Checking number of unique values for each column#
Column Name -> Unique Number count
for column in list(df.columns):
print("{} -> {}".format(column, df[column].value_counts().shape[0]))
Age -> 41
Sex -> 2
CP_Type -> 4
BloodPressure -> 49
Cholestrol -> 152
BloodSugar -> 2
ECG -> 3
MaxHeartRate -> 91
ExerciseAngina -> 2
FamilyHistory -> 6
Target -> 2
Taking columns that have a maximum of 4 unique values (And based on information given in assignment document) as categorical and the rest as numeric:
category_list = ["Sex", "CP_Type", "BloodSugar", "ECG", "ExerciseAngina"]
numeric_list = ["Age", "BloodPressure", "Cholestrol", "MaxHeartRate", "FamilyHistory"]
Checking for trends in numeric features through Pair Plots#
df_number = df.loc[:, numeric_list]
df_number["Target"] = df["Target"]
sb.pairplot(df_number, hue = "Target", palette="husl")
plt.show()
The pair plots do not show any particular trends that can be used to reduce numerical features. We do see a slight relation between age and max heart rate but the plot is scattered enough to not relate them together.

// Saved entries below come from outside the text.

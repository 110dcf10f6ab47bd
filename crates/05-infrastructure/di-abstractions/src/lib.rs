//! # Dependency Injection Abstractions
//!
//! 组件容器抽象层，定义组件定义模型与容器协作者的核心接口。
//!
//! ## 核心接口
//!
//! - [`ComponentDefinition`] - 组件定义
//! - [`MetadataProvider`] / [`TypeDescriptor`] - 类型元数据
//! - [`DependencyDescriptor`] / [`DependencyResolver`] - 依赖描述与解析
//! - [`ComponentPostProcessor`] - 组件后置处理器
//! - [`Scope`] - 自定义作用域
//! - [`ConversionService`] / [`ExpressionEvaluator`] - 值转换与表达式求值
//! - [`ComponentFactory`] / [`ComponentDefinitionRegistry`] - 工厂与注册表接口

pub mod conversion;
pub mod definition;
pub mod factory;
pub mod metadata;
pub mod processor;
pub mod registry;
pub mod resolver;
pub mod scope;

pub use conversion::*;
pub use definition::*;
pub use factory::*;
pub use metadata::*;
pub use processor::*;
pub use registry::*;
pub use resolver::*;
pub use scope::*;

Checking frequncy of each categorical feature wrt target column to check how well it is balanced#
df_category = df.loc[:, category_list]
df_category["Target"] = df["Target"]
for i in category_list:
plt.figure()
sb.countplot(x = i, data = df_category, hue = "Target", palette="husl")
plt.title(i)
Here we see that there is very little rows that have ECG value = 2 and similarly very little rows for BloodSugar value = 1.#
Checking relevant numerical features#
To do this we shall use the f_oneway
function from scipy.stats
. This function performs one-way ANOVA(Analysis of Variance) to test the null hypothesis that two groups of data have the same population mean.
A feature is only relevant if the sample from a particular feature for a target category is statistically very different from another sample from the same feature for another target category.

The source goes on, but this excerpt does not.